= DATASET CONTENT =
- - - -

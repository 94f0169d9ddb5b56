//! Benchmarks and the driver that runs their phases.
//!
//! Every benchmark goes through three phases:
//!
//! 1. **Prepare** creates the bucket, removes anything already stored in it and uploads the
//!    objects the benchmark needs. The objects are recorded in an inventory that later phases
//!    read and cleanup deletes.
//! 2. **Start** runs the measured workload. All workers are created first and wait on a
//!    [`StartGate`], so that they begin issuing requests at the same instant. The phase ends when
//!    its cancellation token fires, either after the configured duration, through
//!    auto-termination or from the outside.
//! 3. **Cleanup** deletes everything recorded in the inventory.
//!
//! [`run`] drives a benchmark through all phases.

use std::sync::Arc;
use std::sync::atomic::{AtomicBool, AtomicU64, AtomicUsize, Ordering};
use std::time::Duration;

use futures::StreamExt;
use tokio_util::sync::CancellationToken;

use crate::client::ClientPool;
use crate::error::{Error, Result};
use crate::gate::StartGate;
use crate::generator::ObjectGenerator;
use crate::object::Objects;
use crate::operation::Operations;
use crate::rate_limit::RateLimiter;

mod stat;

/// The largest number of workers, as every worker needs a distinct `u16` thread index.
pub const MAX_CONCURRENCY: usize = u16::MAX as usize + 1;

pub use stat::Stat;

/// A benchmark with a prepare, a measured and a cleanup phase.
#[async_trait::async_trait]
pub trait Benchmark: Send + Sync {
    /// Creates the bucket and the objects the measurement needs.
    ///
    /// Setup failures and the first upload failure abort the phase with an error.
    async fn prepare(&mut self, cancel: &CancellationToken) -> Result<()>;

    /// Runs the measured workload until `cancel` fires and returns all recorded operations.
    ///
    /// Workers do not issue any request before `gate` is opened. Failures of individual calls
    /// are recorded on their operations and never abort the phase.
    async fn start(&self, cancel: &CancellationToken, gate: StartGate) -> Operations;

    /// Deletes all objects created during prepare.
    async fn cleanup(&self, cancel: &CancellationToken) -> CleanupSummary;

    /// Settings and resources shared by all benchmarks.
    fn common(&self) -> &Common;

    /// Operations recorded while preparing.
    fn prepare_operations(&self) -> &Operations;
}

/// Ends the measurement once throughput has stabilized.
#[derive(Clone, Copy, Debug, PartialEq)]
pub struct AutoTerm {
    /// Maximum relative deviation between segments that still counts as stable.
    pub threshold: f64,
    /// Minimum duration over which throughput must be stable.
    pub duration: Duration,
}

/// Completion of the prepare phase as a fraction between `0.0` and `1.0`.
///
/// The value only ever grows, so concurrent updates cannot make it go backwards.
#[derive(Debug, Default)]
pub struct Progress {
    bits: AtomicU64,
    finished: AtomicBool,
}

impl Progress {
    /// Returns the current fraction.
    pub fn get(&self) -> f64 {
        f64::from_bits(self.bits.load(Ordering::Relaxed))
    }

    /// Raises the fraction to `value` unless it is already higher.
    pub fn raise(&self, value: f64) {
        let value = value.clamp(0.0, 1.0);
        // The bit patterns of non-negative floats order like the floats themselves.
        self.bits.fetch_max(value.to_bits(), Ordering::Relaxed);
    }

    /// Returns `true` once the prepare phase has returned, successfully or not.
    pub fn is_finished(&self) -> bool {
        self.finished.load(Ordering::Acquire)
    }

    fn finish(&self) {
        self.finished.store(true, Ordering::Release);
    }
}

/// Settings and resources shared by all benchmarks.
#[derive(Clone, Debug)]
pub struct Common {
    /// The bucket all objects are placed in.
    pub bucket: String,
    /// Number of concurrent workers in every phase.
    pub concurrency: usize,
    /// Clients for the storage service under test.
    pub clients: ClientPool,
    /// Source of object names and payloads.
    pub generator: Arc<ObjectGenerator>,
    /// Global limit on the rate of operations, if any.
    pub rate_limit: Option<Arc<RateLimiter>>,
    /// Ends the measurement early once throughput is stable, if set.
    pub auto_term: Option<AutoTerm>,
    /// Whether prepare deletes objects already stored in the bucket.
    pub clear: bool,
    progress: Arc<Progress>,
    versioned: bool,
}

impl Common {
    /// Creates settings for a benchmark against the given bucket with a single worker.
    pub fn new(bucket: impl Into<String>, clients: ClientPool, generator: ObjectGenerator) -> Self {
        Self {
            bucket: bucket.into(),
            concurrency: 1,
            clients,
            generator: Arc::new(generator),
            rate_limit: None,
            auto_term: None,
            clear: true,
            progress: Arc::default(),
            versioned: false,
        }
    }

    /// Sets the number of concurrent workers, between 1 and [`MAX_CONCURRENCY`].
    pub fn with_concurrency(mut self, concurrency: usize) -> Self {
        self.concurrency = concurrency.clamp(1, MAX_CONCURRENCY);
        self
    }

    /// Sets whether prepare deletes objects already stored in the bucket.
    pub fn with_clear(mut self, clear: bool) -> Self {
        self.clear = clear;
        self
    }

    /// Limits all workers together to the given rate.
    pub fn with_rate_limit(mut self, limiter: RateLimiter) -> Self {
        self.rate_limit = Some(Arc::new(limiter));
        self
    }

    /// Enables auto-termination of the measurement.
    pub fn with_auto_term(mut self, auto_term: AutoTerm) -> Self {
        self.auto_term = Some(auto_term);
        self
    }

    /// Returns the number of workers per phase, which always fits a `u16` thread index.
    pub(crate) fn workers(&self) -> usize {
        self.concurrency.clamp(1, MAX_CONCURRENCY)
    }

    /// Returns a handle to the prepare progress that can be observed while preparing.
    pub fn progress(&self) -> Arc<Progress> {
        Arc::clone(&self.progress)
    }

    /// Returns `true` once versioning has been enabled on the bucket.
    pub fn is_versioned(&self) -> bool {
        self.versioned
    }

    pub(crate) fn set_versioned(&mut self) {
        self.versioned = true;
    }

    /// Deletes every object version stored in the bucket and returns how many were deleted.
    ///
    /// Failing to list the bucket is an error. Failed deletes are logged and leave the object in
    /// place. Once `cancel` fires, no further deletes are started.
    pub async fn clear_bucket(&self, cancel: &CancellationToken) -> Result<usize> {
        let listed = {
            let client = self.clients.checkout();
            client
                .list_objects(&self.bucket)
                .await
                .map_err(|cause| Error::ClearBucket {
                    bucket: self.bucket.clone(),
                    cause,
                })?
        };

        if listed.is_empty() {
            return Ok(0);
        }
        tracing::info!(objects = listed.len(), bucket = %self.bucket, "clearing bucket");

        let deleted = AtomicUsize::new(0);
        futures::stream::iter(&listed)
            .for_each_concurrent(self.concurrency, |object| {
                let deleted = &deleted;
                async move {
                    if cancel.is_cancelled() {
                        return;
                    }

                    let client = self.clients.checkout();
                    let result = client
                        .delete_object(&self.bucket, &object.key, object.version_id.as_deref())
                        .await;

                    match result {
                        Ok(()) => {
                            deleted.fetch_add(1, Ordering::Relaxed);
                        }
                        Err(error) => tracing::warn!(
                            error = &error as &dyn std::error::Error,
                            key = %object.key,
                            "failed to delete existing object"
                        ),
                    }
                }
            })
            .await;

        Ok(deleted.into_inner())
    }

    /// Deletes all given objects with bounded concurrency.
    ///
    /// Objects are deleted one prefix at a time. Failures are logged and counted but do not stop
    /// the cleanup. Once `cancel` fires, remaining objects are skipped.
    pub async fn delete_all(
        &self,
        cancel: &CancellationToken,
        objects: &Objects,
    ) -> CleanupSummary {
        let deleted = AtomicUsize::new(0);
        let failed = AtomicUsize::new(0);
        let skipped = AtomicUsize::new(0);

        for prefix in objects.prefixes() {
            tracing::debug!(prefix, "deleting objects");

            futures::stream::iter(objects.with_prefix(prefix))
                .for_each_concurrent(self.concurrency, |object| {
                    let (deleted, failed, skipped) = (&deleted, &failed, &skipped);
                    async move {
                        if cancel.is_cancelled() {
                            skipped.fetch_add(1, Ordering::Relaxed);
                            return;
                        }

                        let client = self.clients.checkout();
                        let result = client
                            .delete_object(&self.bucket, &object.name, object.version_id.as_deref())
                            .await;

                        match result {
                            Ok(()) => deleted.fetch_add(1, Ordering::Relaxed),
                            Err(error) => {
                                tracing::warn!(
                                    error = &error as &dyn std::error::Error,
                                    key = %object.name,
                                    "failed to delete object"
                                );
                                failed.fetch_add(1, Ordering::Relaxed)
                            }
                        };
                    }
                })
                .await;
        }

        let summary = CleanupSummary {
            deleted: deleted.into_inner(),
            failed: failed.into_inner(),
            skipped: skipped.into_inner(),
        };
        tracing::info!(?summary, "cleanup done");
        summary
    }
}

/// The result of deleting the inventory.
#[derive(Clone, Copy, Debug, Default, Eq, PartialEq)]
pub struct CleanupSummary {
    /// Objects deleted successfully.
    pub deleted: usize,
    /// Objects whose deletion failed.
    pub failed: usize,
    /// Objects not attempted because cleanup was cancelled.
    pub skipped: usize,
}

/// The results of a complete benchmark run.
#[derive(Debug)]
pub struct RunOutcome {
    /// Operations recorded during the measurement.
    pub operations: Operations,
    /// Operations recorded while preparing.
    pub prepare_operations: Operations,
    /// The outcome of the cleanup, if it ran.
    pub cleanup: Option<CleanupSummary>,
}

/// Splits `total` iterations over `workers` as evenly as possible.
///
/// The first `total % workers` workers receive one more iteration than the others.
pub fn split_objects(total: usize, workers: usize) -> Vec<usize> {
    if workers == 0 {
        return Vec::new();
    }

    let base = total / workers;
    let remainder = total % workers;
    (0..workers)
        .map(|worker| base + usize::from(worker < remainder))
        .collect()
}

/// Runs a benchmark through all of its phases.
///
/// The measurement runs for `duration` unless it ends earlier through auto-termination or
/// `cancel`. If prepare fails, the objects uploaded so far are cleaned up and the error is
/// returned. Cleanup is not affected by `cancel`, so a cancelled run still removes its objects.
pub async fn run<B>(
    benchmark: &mut B,
    duration: Duration,
    cleanup: bool,
    cancel: &CancellationToken,
) -> Result<RunOutcome>
where
    B: Benchmark + ?Sized,
{
    let prepared = benchmark.prepare(cancel).await;
    benchmark.common().progress.finish();

    if let Err(error) = prepared {
        if cleanup {
            benchmark.cleanup(&CancellationToken::new()).await;
        }
        return Err(error);
    }

    let measure = cancel.child_token();
    let gate = StartGate::new();
    let operations = {
        let start = benchmark.start(&measure, gate.clone());
        tokio::pin!(start);

        tracing::info!(?duration, "starting measurement");
        gate.open();

        tokio::select! {
            operations = &mut start => operations,
            _ = tokio::time::sleep(duration) => {
                measure.cancel();
                start.await
            }
        }
    };
    tracing::info!(operations = operations.len(), "measurement done");

    let cleanup = if cleanup {
        Some(benchmark.cleanup(&CancellationToken::new()).await)
    } else {
        None
    };

    Ok(RunOutcome {
        operations,
        prepare_operations: benchmark.prepare_operations().clone(),
        cleanup,
    })
}

#[cfg(test)]
mod tests {
    use super::*;

    #[test]
    fn split_objects_spreads_remainder() {
        let parts = split_objects(10, 3);
        assert_eq!(parts, vec![4, 3, 3]);
        assert_eq!(parts.iter().sum::<usize>(), 10);
    }

    #[test]
    fn split_objects_with_more_workers_than_objects() {
        assert_eq!(split_objects(2, 4), vec![1, 1, 0, 0]);
        assert_eq!(split_objects(0, 2), vec![0, 0]);
        assert!(split_objects(5, 0).is_empty());
    }

    #[test]
    fn concurrency_fits_thread_indexes() {
        let common = |concurrency| {
            let generator = ObjectGenerator::builder().build().unwrap();
            let client = crate::client::InMemoryClient::new("mem");
            Common::new("b", ClientPool::single(client), generator).with_concurrency(concurrency)
        };

        assert_eq!(common(0).concurrency, 1);
        assert_eq!(common(MAX_CONCURRENCY).concurrency, MAX_CONCURRENCY);
        assert_eq!(common(100_000).concurrency, MAX_CONCURRENCY);
        assert_eq!(u16::try_from(MAX_CONCURRENCY - 1), Ok(u16::MAX));
    }

    #[test]
    fn progress_never_decreases() {
        let progress = Progress::default();
        progress.raise(0.5);
        progress.raise(0.25);
        assert_eq!(progress.get(), 0.5);
        progress.raise(2.0);
        assert_eq!(progress.get(), 1.0);
    }
}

- - - -

= TASK BRIEF =
Give back exactly the material above from its opening line to the line bearing "and cleanup deletes.".

= ANSWER SPACE =
repository 94f0169d9ddb5b56
//! Benchmarks and the driver that runs their phases.
//!
//! Every benchmark goes through three phases:
//!
//! 1. **Prepare** creates the bucket, removes anything already stored in it and uploads the
//!    objects the benchmark needs. The objects are recorded in an inventory that later phases
//!    read and cleanup deletes.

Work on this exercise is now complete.